Investigation into BPL fires completed

Investigation into BPL fires completed
Bahamas Power and Light Headquarters on Baillou Hill Road.

Report to be revealed this week


NASSAU, BAHAMAS – Authorities have completed their investigation into a series of fires that impacted Bahamas Power and Light’s (BPL) Clifton Pier Power Station last September, Eyewitness News Online can confirm.

When contacted, Superintendent Walter Evans, officer in charge of Fire Services, confirmed his department has wrapped up their investigation and plan to hold a press conference sometime this week to advise the public.

He did not reveal what investigators have concluded.

A fire erupted at the Clifton Pier Power Station on September 7, causing damage to two critical BPL assets.

There were two subsequent fires at the site on September 9 and September 10.

Those fires, and subsequent loss of the DA-11 and DA-12 generators at Clifton, forced BPL to rely on its Blue Hills Power Station, which uses more expensive diesel fuel.

The power provider has attributed the use of the more expensive fuel and increase global oil prices in the last quarter of 2018 to the higher rates of fuel surcharge on consumers’ bills late last year.

Last October, Fire Services Chief Fire Officer Superintendent Thomas Lightbourne indicated the investigation into the three fires was in the final stages of completion, though there were “some final matters to deal with”.

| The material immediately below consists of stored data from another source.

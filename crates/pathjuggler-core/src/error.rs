use thiserror::Error;

#[derive(Debug, Error)]
pub enum ModelError {
    #[error("failed to parse YAML: {0}")]
    Yaml(#[from] serde_yaml::Error),

    #[error("failed to parse JSON: {0}")]
    Json(#[from] serde_json::Error),

    #[error("glyph \"{glyph}\" is defined more than once")]
    DuplicateGlyph { glyph: String },

    #[error("layer \"{layer}\" is defined more than once in glyph \"{glyph}\"")]
    DuplicateLayer { glyph: String, layer: String },
}
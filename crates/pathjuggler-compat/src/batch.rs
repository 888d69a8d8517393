use pathjuggler_core::{Font, Glyph, Layer};
use pathjuggler_geometry::OverlapCoords;
use thiserror::Error;

use crate::checker::{all_paths_directionally_compatible, masters_compatible};
use crate::ordering::{check_path_ordering, correct_path_ordering, OrderingMismatch};
use crate::outcome::{Incompatibility, Outcome};
use crate::settings::Settings;
use crate::starting_point::{reestablish_starting_point_compatibility, set_starting_points};
use crate::winding::correct_path_direction;

const PROGRESS_INTERVAL: usize = 10;

#[derive(Debug, Clone, Copy, PartialEq, Eq)]
pub enum Command {
    CheckDirectionalCompatibility,
    CheckPathOrdering,
    SetStartingPoints { all_layers: bool },
    ReestablishStartingPoints,
    CorrectPathDirection { all_layers: bool },
    CorrectPathOrdering { shift_starting_points: bool },
    RunAllCorrections,
}

impl Command {
    #[must_use]
    pub fn title(self) -> &'static str {
        match self {
            Command::CheckDirectionalCompatibility => "Check paths for directional compatibility",
            Command::CheckPathOrdering => "Check path ordering",
            Command::SetStartingPoints { all_layers: false } => "Set starting points",
            Command::SetStartingPoints { all_layers: true } => "Set starting points for all layers",
            Command::ReestablishStartingPoints => "Reestablish starting point compatibility",
            Command::CorrectPathDirection { all_layers: false } => "Correct (only) path direction",
            Command::CorrectPathDirection { all_layers: true } => {
                "Correct (only) path direction for all layers"
            }
            Command::CorrectPathOrdering {
                shift_starting_points: false,
            } => "Correct path ordering",
            Command::CorrectPathOrdering {
                shift_starting_points: true,
            } => "Correct path ordering, moving starting points if necessary",
            Command::RunAllCorrections => "Run all corrections for all layers",
        }
    }

    fn success_text(self) -> &'static str {
        match self {
            Command::CheckDirectionalCompatibility => {
                "All glyphs in the selection are directionally compatible"
            }
            Command::CheckPathOrdering => {
                "All glyphs in the selection have paths in the same order"
            }
            _ => "Command generated no warnings.",
        }
    }

    /// Whether the command can change glyph data.
    #[must_use]
    pub fn modifies(self) -> bool {
        !matches!(
            self,
            Command::CheckDirectionalCompatibility | Command::CheckPathOrdering
        )
    }
}

/// Glyphs to process and the layer acting as reference ("selected layer") in each of them.
#[derive(Debug, Clone, Default, PartialEq, Eq)]
pub struct Selection {
    /// Glyph names in processing order; empty selects every glyph of the font.
    pub glyphs: Vec<String>,
    /// Reference layer name; glyphs without it fall back to their first master layer.
    pub layer: Option<String>,
}

#[derive(Debug, Clone, Default, PartialEq, Eq)]
pub struct BatchReport {
    /// Report text in output order.
    pub lines: Vec<String>,
    pub warnings: Vec<Incompatibility>,
    /// Glyphs fully processed.
    pub glyphs: usize,
}

impl BatchReport {
    #[must_use]
    pub fn has_warnings(&self) -> bool {
        !self.warnings.is_empty()
    }

    #[must_use]
    pub fn render(&self) -> String {
        let mut out = self.lines.join("\n");
        out.push('\n');
        out
    }
}

#[derive(Debug, Error)]
pub enum BatchError {
    #[error("glyph \"{glyph}\" has no master layer")]
    NoMasterLayer { glyph: String },

    #[error("glyph \"{glyph}\" not found")]
    UnknownGlyph { glyph: String },
}

/// A batch stopped by an unexpected error, with everything reported up to that point.
#[derive(Debug, Error)]
#[error("batch aborted: {source}")]
pub struct BatchAbort {
    #[source]
    pub source: BatchError,
    pub report: BatchReport,
}

fn warning_line(warning: &Incompatibility) -> String {
    format!("Warning: {warning}")
}

/// Run `command` over the selected glyphs of `font`.
///
/// Incompatibilities are collected as warnings and never stop the batch. Selections larger
/// than [`Settings::suppress_output`] only report progress and the collected warnings.
pub fn run_batch(
    font: &mut Font,
    selection: &Selection,
    command: Command,
    settings: &Settings,
) -> Result<BatchReport, BatchAbort> {
    let mut report = BatchReport::default();
    report
        .lines
        .push(format!("Running command: {}", command.title()));

    let names: Vec<String> = if selection.glyphs.is_empty() {
        font.glyphs.iter().map(|g| g.name.clone()).collect()
    } else {
        selection.glyphs.clone()
    };
    if names.is_empty() {
        report.lines.push("No glyphs selected".to_string());
        return Ok(report);
    }

    let total = names.len();
    let suppress = total > settings.suppress_output;
    tracing::info!(command = command.title(), glyphs = total, suppress, "running batch");

    for (i, name) in names.iter().enumerate() {
        let Some(glyph) = font.glyphs.iter_mut().find(|g| &g.name == name) else {
            return Err(abort(
                BatchError::UnknownGlyph {
                    glyph: name.clone(),
                },
                report,
            ));
        };
        let outcome = match run_glyph(glyph, selection.layer.as_deref(), command, settings) {
            Ok(outcome) => outcome,
            Err(error) => return Err(abort(error, report)),
        };
        tracing::debug!(glyph = %name, warnings = outcome.warnings.len(), "glyph processed");
        report.glyphs += 1;

        if suppress {
            if (i + 1) % PROGRESS_INTERVAL == 0 {
                report
                    .lines
                    .push(format!("Glyph {} of {total} processed", i + 1));
            }
        } else {
            report.lines.extend(outcome.status);
            report.lines.extend(outcome.warnings.iter().map(warning_line));
        }
        report.warnings.extend(outcome.warnings);
    }

    if !report.has_warnings() {
        report.lines.push(command.success_text().to_string());
    } else if suppress {
        report
            .lines
            .push("Command generated following warnings:".to_string());
        let collected: Vec<String> = report.warnings.iter().map(warning_line).collect();
        report.lines.extend(collected);
    }
    Ok(report)
}

fn abort(error: BatchError, report: BatchReport) -> BatchAbort {
    tracing::error!(%error, processed = report.glyphs, "batch aborted");
    BatchAbort {
        source: error,
        report,
    }
}

fn reference_layer(glyph: &Glyph, layer: Option<&str>) -> Result<usize, BatchError> {
    layer
        .and_then(|name| glyph.layer_index(name))
        .or_else(|| glyph.first_master_index())
        .ok_or_else(|| BatchError::NoMasterLayer {
            glyph: glyph.name.clone(),
        })
}

fn layers_outcome(layers: &mut [Layer], f: impl Fn(&mut Layer) -> Outcome) -> Outcome {
    let mut outcome = Outcome::default();
    for layer in layers {
        outcome.merge(f(layer));
    }
    outcome
}

fn run_glyph(
    glyph: &mut Glyph,
    layer: Option<&str>,
    command: Command,
    settings: &Settings,
) -> Result<Outcome, BatchError> {
    if !glyph.has_paths_in_active_layers() {
        return Ok(Outcome::status(format!(
            "{}: does not contain any paths in active layers",
            glyph.name
        )));
    }
    let name = glyph.name.clone();

    let outcome = match command {
        Command::CheckDirectionalCompatibility => {
            if masters_compatible(glyph) {
                check_directional_compatibility(glyph, settings)
            } else {
                Outcome::warning(Incompatibility::MastersIncompatible { glyph: name })
            }
        }
        Command::CheckPathOrdering => {
            let reference = reference_layer(glyph, layer)?;
            if !masters_compatible(glyph) {
                Outcome::warning(Incompatibility::MastersIncompatible { glyph: name })
            } else {
                match check_path_ordering(glyph, reference, settings) {
                    Ok(()) => Outcome::status(format!("{name}: has paths in the same order")),
                    Err(OrderingMismatch::Undefined { path }) => {
                        Outcome::warning(Incompatibility::UndefinedCentre {
                            glyph: name,
                            path: path + 1,
                        })
                    }
                    Err(_) => Outcome::warning(Incompatibility::PathsSwitched { glyph: name }),
                }
            }
        }
        Command::SetStartingPoints { all_layers: true } => {
            layers_outcome(&mut glyph.layers, set_starting_points)
        }
        Command::SetStartingPoints { all_layers: false } => {
            let reference = reference_layer(glyph, layer)?;
            set_starting_points(&mut glyph.layers[reference])
        }
        Command::ReestablishStartingPoints => {
            let reference = reference_layer(glyph, layer)?;
            reestablish_starting_point_compatibility(glyph, reference, settings)
        }
        Command::CorrectPathDirection { all_layers: true } => {
            layers_outcome(&mut glyph.layers, correct_path_direction)
        }
        Command::CorrectPathDirection { all_layers: false } => {
            let reference = reference_layer(glyph, layer)?;
            correct_path_direction(&mut glyph.layers[reference])
        }
        Command::CorrectPathOrdering {
            shift_starting_points,
        } => {
            let reference = reference_layer(glyph, layer)?;
            correct_path_ordering(glyph, reference, shift_starting_points, settings)
        }
        Command::RunAllCorrections => {
            let reference = reference_layer(glyph, layer)?;
            let mut outcome = Outcome::status(format!("Processing glyph {name}"));
            for layer in &mut glyph.layers {
                outcome.merge(correct_path_direction(layer));
                outcome.merge(set_starting_points(layer));
            }
            outcome.merge(correct_path_ordering(glyph, reference, true, settings));
            outcome
        }
    };
    Ok(outcome)
}

/// Every ordered pair of active layers must be directionally compatible.
fn check_directional_compatibility(glyph: &Glyph, settings: &Settings) -> Outcome {
    let active: Vec<(&Layer, OverlapCoords)> = glyph
        .active_layers()
        .map(|(_, layer)| (layer, OverlapCoords::for_layer(layer)))
        .collect();

    let compatible = active.iter().enumerate().all(|(i, (source, source_coords))| {
        active
            .iter()
            .enumerate()
            .filter(|&(j, _)| j != i)
            .all(|(_, (target, target_coords))| {
                all_paths_directionally_compatible(
                    source,
                    target,
                    source_coords,
                    target_coords,
                    settings,
                )
            })
    });

    if compatible {
        Outcome::status(format!("{}: is directionally compatible", glyph.name))
    } else {
        Outcome::warning(Incompatibility::NotDirectionallyCompatible {
            glyph: glyph.name.clone(),
        })
    }
}
//! In-memory car store.
//!
//! A single map from id to [`Car`] behind one `RwLock`. Reads share the
//! lock; inserts and replacements hold the write lock for their whole
//! read-modify-write, so ids are never handed out twice.

use std::collections::HashMap;

use tokio::sync::RwLock;

use crate::car::Car;

#[derive(Debug, Default)]
pub struct CarStore {
    inner: RwLock<Inventory>,
}

#[derive(Debug, Default)]
struct Inventory {
    cars: HashMap<String, Car>,
    last_id: u64,
}

impl CarStore {
    pub fn new() -> Self {
        Self::default()
    }

    /// Stores `car` under the next id and returns the stored record.
    ///
    /// Whatever `car.id` held is overwritten. Ids are decimal strings
    /// counting up from `"1"`.
    pub async fn insert(&self, mut car: Car) -> Car {
        let mut inventory = self.inner.write().await;
        inventory.last_id += 1;
        car.id = inventory.last_id.to_string();
        inventory.cars.insert(car.id.clone(), car.clone());
        car
    }

    pub async fn get(&self, id: &str) -> Option<Car> {
        self.inner.read().await.cars.get(id).cloned()
    }

    /// Every stored car, in no particular order.
    pub async fn all(&self) -> Vec<Car> {
        self.inner.read().await.cars.values().cloned().collect()
    }

    /// Replaces the car stored under `id` wholesale, keeping its id.
    ///
    /// Returns `None`, leaving the store untouched, when `id` is unknown.
    pub async fn replace(&self, id: &str, mut car: Car) -> Option<Car> {
        let mut inventory = self.inner.write().await;
        let slot = inventory.cars.get_mut(id)?;
        car.id = slot.id.clone();
        *slot = car.clone();
        Some(car)
    }
}
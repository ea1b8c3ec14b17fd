//! Radix-tree request router.
//!
//! One tree per HTTP method. O(path-length) lookup. Path parameters can be
//! constrained with a pattern; a capture that fails its pattern is no match.

use std::collections::HashMap;
use std::sync::Arc;
use std::time::Instant;

use bytes::Bytes;
use http::{Method, StatusCode};
use matchit::Router as MatchitRouter;
use tracing::{debug, info};

use crate::handler::{BoxedHandler, Handler};
use crate::request::Request;
use crate::response::Response;

/// Header whose value is echoed into the per-request log line.
pub const TRACE_HEADER: &str = "trace_id";

/// A predicate a captured path segment must satisfy.
pub type ParamPattern = fn(&str) -> bool;

/// The application router over shared state `S`.
///
/// Build it once at startup; pass it to [`Server::serve`](crate::Server::serve).
/// Every builder method returns `self` so registrations chain naturally.
pub struct Router<S> {
    routes: HashMap<Method, MatchitRouter<BoxedHandler<S>>>,
    patterns: HashMap<String, ParamPattern>,
    fallback: BoxedHandler<S>,
    state: Arc<S>,
}

impl<S: Send + Sync + 'static> Router<S> {
    /// A router whose handlers all receive `Arc<S>`.
    pub fn with_state(state: S) -> Self {
        Self {
            routes: HashMap::new(),
            patterns: HashMap::new(),
            fallback: default_fallback::<S>.into_boxed_handler(),
            state: Arc::new(state),
        }
    }

    /// Register a handler for a method + path pair.
    ///
    /// Path parameters use `{name}` syntax and are read with `req.param("name")`.
    ///
    /// # Panics
    ///
    /// Panics if `path` conflicts with a route already registered for
    /// `method`. Routes are fixed at startup, so this is a programming error.
    pub fn on(mut self, method: Method, path: &str, handler: impl Handler<S>) -> Self {
        self.routes
            .entry(method)
            .or_default()
            .insert(path, handler.into_boxed_handler())
            .unwrap_or_else(|e| panic!("invalid route `{path}`: {e}"));
        self
    }

    pub fn get(self, path: &str, handler: impl Handler<S>) -> Self {
        self.on(Method::GET, path, handler)
    }

    pub fn post(self, path: &str, handler: impl Handler<S>) -> Self {
        self.on(Method::POST, path, handler)
    }

    pub fn put(self, path: &str, handler: impl Handler<S>) -> Self {
        self.on(Method::PUT, path, handler)
    }

    /// Constrain every parameter called `name`, on every route.
    pub fn param_pattern(mut self, name: &str, pattern: ParamPattern) -> Self {
        self.patterns.insert(name.to_owned(), pattern);
        self
    }

    /// Handler for requests no route matches. Defaults to a bare `404`.
    pub fn fallback(mut self, handler: impl Handler<S>) -> Self {
        self.fallback = handler.into_boxed_handler();
        self
    }

    /// Routes one request and produces one response.
    ///
    /// Matched requests are timed and logged with their trace id once the
    /// handler returns. Fallback requests are not.
    pub async fn call(&self, req: http::Request<Bytes>) -> Response {
        let start = Instant::now();
        let (parts, body) = req.into_parts();

        let Some((handler, params)) = self.lookup(&parts.method, parts.uri.path()) else {
            debug!(method = %parts.method, path = parts.uri.path(), "no route");
            let req = Request::new(parts, body, HashMap::new());
            return self.fallback.call(req, Arc::clone(&self.state)).await;
        };

        let req = Request::new(parts, body, params);
        let trace_id = req.header(TRACE_HEADER).unwrap_or_default().to_owned();
        let method = req.method().clone();
        let path = req.path().to_owned();
        debug!(trace_id = %trace_id, "handling request");

        let response = handler.call(req, Arc::clone(&self.state)).await;

        info!(
            trace_id = %trace_id,
            %method,
            path = %path,
            status = response.status_code().as_u16(),
            elapsed = ?start.elapsed(),
            "served request",
        );
        response
    }

    pub(crate) fn lookup(
        &self,
        method: &Method,
        path: &str,
    ) -> Option<(BoxedHandler<S>, HashMap<String, String>)> {
        let tree = self.routes.get(method)?;
        let matched = tree.at(path).ok()?;

        let mut params = HashMap::new();
        for (key, value) in matched.params.iter() {
            if let Some(pattern) = self.patterns.get(key) {
                if !pattern(value) {
                    return None;
                }
            }
            params.insert(key.to_owned(), value.to_owned());
        }
        Some((Arc::clone(matched.value), params))
    }
}

async fn default_fallback<S>(_req: Request, _state: Arc<S>) -> Response {
    Response::status(StatusCode::NOT_FOUND)
}

#[cfg(test)]
mod tests {
    use super::*;

    async fn ok(_req: Request, _state: Arc<()>) -> Response {
        Response::status(StatusCode::OK)
    }

    async fn echo_id(req: Request, _state: Arc<()>) -> Response {
        Response::builder().json(req.param("id").unwrap_or("none").to_owned())
    }

    fn digits(s: &str) -> bool {
        !s.is_empty() && s.bytes().all(|b| b.is_ascii_digit())
    }

    fn request(method: Method, path: &str) -> http::Request<Bytes> {
        http::Request::builder()
            .method(method)
            .uri(path)
            .body(Bytes::new())
            .unwrap()
    }

    #[test]
    fn lookup_is_per_method() {
        let router = Router::with_state(()).get("/cars", ok);
        assert!(router.lookup(&Method::GET, "/cars").is_some());
        assert!(router.lookup(&Method::POST, "/cars").is_none());
        assert!(router.lookup(&Method::GET, "/trucks").is_none());
    }

    #[test]
    fn param_pattern_rejects_non_matching_segments() {
        let router = Router::with_state(())
            .get("/cars/{id}", echo_id)
            .param_pattern("id", digits);

        let (_, params) = router.lookup(&Method::GET, "/cars/42").unwrap();
        assert_eq!(params.get("id").map(String::as_str), Some("42"));
        assert!(router.lookup(&Method::GET, "/cars/4x2").is_none());
        assert!(router.lookup(&Method::GET, "/cars/42/").is_none());
    }

    #[test]
    fn static_slash_route_coexists_with_param_route() {
        let router = Router::with_state(())
            .get("/cars/", ok)
            .get("/cars/{id}", echo_id);
        let (_, params) = router.lookup(&Method::GET, "/cars/").unwrap();
        assert!(params.is_empty());
        assert!(router.lookup(&Method::GET, "/cars/1").is_some());
    }

    #[tokio::test]
    async fn call_passes_params_to_handler() {
        let router = Router::with_state(()).get("/cars/{id}", echo_id);
        let res = router.call(request(Method::GET, "/cars/9")).await;
        assert_eq!(res.status_code(), StatusCode::OK);
        assert_eq!(res.body(), b"9");
    }

    #[tokio::test]
    async fn unmatched_requests_use_fallback() {
        let bare = Router::with_state(()).get("/cars", ok);
        let res = bare.call(request(Method::DELETE, "/cars")).await;
        assert_eq!(res.status_code(), StatusCode::NOT_FOUND);
        assert!(res.body().is_empty());

        let custom = Router::with_state(())
            .get("/cars", ok)
            .fallback(|_req: Request, _state: Arc<()>| async { Response::builder().json("nope") });
        let res = custom.call(request(Method::GET, "/nowhere")).await;
        assert_eq!(res.body(), b"nope");
    }

    #[tokio::test]
    async fn handlers_share_router_state() {
        let router = Router::with_state(String::from("shared"))
            .get("/", |_req: Request, state: Arc<String>| async move {
                Response::builder().json(state.as_str().to_owned())
            });
        let res = router.call(request(Method::GET, "/")).await;
        assert_eq!(res.body(), b"shared");
    }
}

At the time, investigators had not ruled out arson.

There was a fourth fire on September 15 at a distribution centre at BPL’s Blue Hill power plant, which resulted in parts of New Providence being left without electricity for more than 12 hours.

In the aftermath of that blaze, Evans said neither arson nor “anything suspicious” was suspected.

BPL said preliminary investigations suggested that the electrical fire in the substation was caused by equipment failure.

The Utilities Regulation and Competition Authority (URCA) said it would launch its own investigation into the fires at BPL, but noted that it would begin once the regulator received a completed report from authorities.

“We get a report from them initially and then we go back with questions and we do our own investigation to determine whether there was any wrongdoing by BPL,” URCA CEO Stephen Bereaux said while a guest on Guardian Radio talk show “Morning Blend” shortly after the fires at Clifton.

Accidents can happen, so the question is, is this an accident or is this something BPL could have and should have prevented?”